-- TASK PROMPT --
Find the word "StdRng" in the listing below. Copy every line that has it.

-- INPUT DATA --
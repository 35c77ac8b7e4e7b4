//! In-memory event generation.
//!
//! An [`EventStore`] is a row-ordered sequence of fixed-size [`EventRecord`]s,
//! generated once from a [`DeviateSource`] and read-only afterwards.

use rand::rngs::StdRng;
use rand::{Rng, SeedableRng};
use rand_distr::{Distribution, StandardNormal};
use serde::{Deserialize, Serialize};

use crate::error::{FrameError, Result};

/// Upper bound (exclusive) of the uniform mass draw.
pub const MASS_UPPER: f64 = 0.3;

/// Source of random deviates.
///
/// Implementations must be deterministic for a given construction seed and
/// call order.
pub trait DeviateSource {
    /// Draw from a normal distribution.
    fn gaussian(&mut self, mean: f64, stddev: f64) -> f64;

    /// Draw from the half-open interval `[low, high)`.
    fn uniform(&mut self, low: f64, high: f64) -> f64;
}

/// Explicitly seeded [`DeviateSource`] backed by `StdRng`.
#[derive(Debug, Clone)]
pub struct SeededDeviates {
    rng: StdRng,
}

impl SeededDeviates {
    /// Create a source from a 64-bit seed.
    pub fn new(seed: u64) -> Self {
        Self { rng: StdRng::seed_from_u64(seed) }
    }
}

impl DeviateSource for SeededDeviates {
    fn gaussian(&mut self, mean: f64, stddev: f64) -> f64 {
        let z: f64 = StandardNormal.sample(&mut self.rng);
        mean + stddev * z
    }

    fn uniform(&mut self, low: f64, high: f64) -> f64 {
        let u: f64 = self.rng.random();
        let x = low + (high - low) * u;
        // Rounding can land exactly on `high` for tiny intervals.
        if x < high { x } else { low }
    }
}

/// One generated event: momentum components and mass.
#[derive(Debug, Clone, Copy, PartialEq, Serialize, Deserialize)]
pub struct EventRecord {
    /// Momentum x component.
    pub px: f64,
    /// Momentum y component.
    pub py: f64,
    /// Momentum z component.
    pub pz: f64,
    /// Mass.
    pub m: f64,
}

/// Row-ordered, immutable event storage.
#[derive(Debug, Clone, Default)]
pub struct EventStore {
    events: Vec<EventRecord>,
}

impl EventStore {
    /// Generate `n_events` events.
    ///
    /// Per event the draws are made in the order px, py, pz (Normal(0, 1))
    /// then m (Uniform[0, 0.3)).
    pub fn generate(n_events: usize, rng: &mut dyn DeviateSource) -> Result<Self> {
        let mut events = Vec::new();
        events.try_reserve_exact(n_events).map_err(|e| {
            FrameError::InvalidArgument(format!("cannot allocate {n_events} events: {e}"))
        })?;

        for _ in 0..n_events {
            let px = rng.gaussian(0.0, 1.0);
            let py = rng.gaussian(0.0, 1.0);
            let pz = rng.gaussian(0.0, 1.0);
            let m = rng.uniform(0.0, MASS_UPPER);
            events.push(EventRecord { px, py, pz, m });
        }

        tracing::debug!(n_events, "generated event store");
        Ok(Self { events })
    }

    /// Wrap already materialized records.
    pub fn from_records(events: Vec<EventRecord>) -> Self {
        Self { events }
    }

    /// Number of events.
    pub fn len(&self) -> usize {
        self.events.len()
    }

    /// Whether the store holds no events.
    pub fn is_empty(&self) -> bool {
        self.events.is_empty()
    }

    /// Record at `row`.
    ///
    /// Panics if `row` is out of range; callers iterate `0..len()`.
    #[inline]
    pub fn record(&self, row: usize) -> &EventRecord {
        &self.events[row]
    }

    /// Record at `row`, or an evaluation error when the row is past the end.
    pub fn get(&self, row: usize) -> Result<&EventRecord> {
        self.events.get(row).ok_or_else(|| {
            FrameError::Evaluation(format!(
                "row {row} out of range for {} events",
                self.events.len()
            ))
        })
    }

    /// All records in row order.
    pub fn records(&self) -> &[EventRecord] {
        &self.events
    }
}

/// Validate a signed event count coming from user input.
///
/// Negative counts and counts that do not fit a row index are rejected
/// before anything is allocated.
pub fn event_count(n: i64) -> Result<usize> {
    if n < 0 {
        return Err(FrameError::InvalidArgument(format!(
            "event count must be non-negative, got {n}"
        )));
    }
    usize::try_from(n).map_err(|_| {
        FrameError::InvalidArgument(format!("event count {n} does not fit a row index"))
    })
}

-- PROBLEM SOLUTION --
use rand::rngs::StdRng;
/// Explicitly seeded [`DeviateSource`] backed by `StdRng`.
    rng: StdRng,
        Self { rng: StdRng::seed_from_u64(seed) }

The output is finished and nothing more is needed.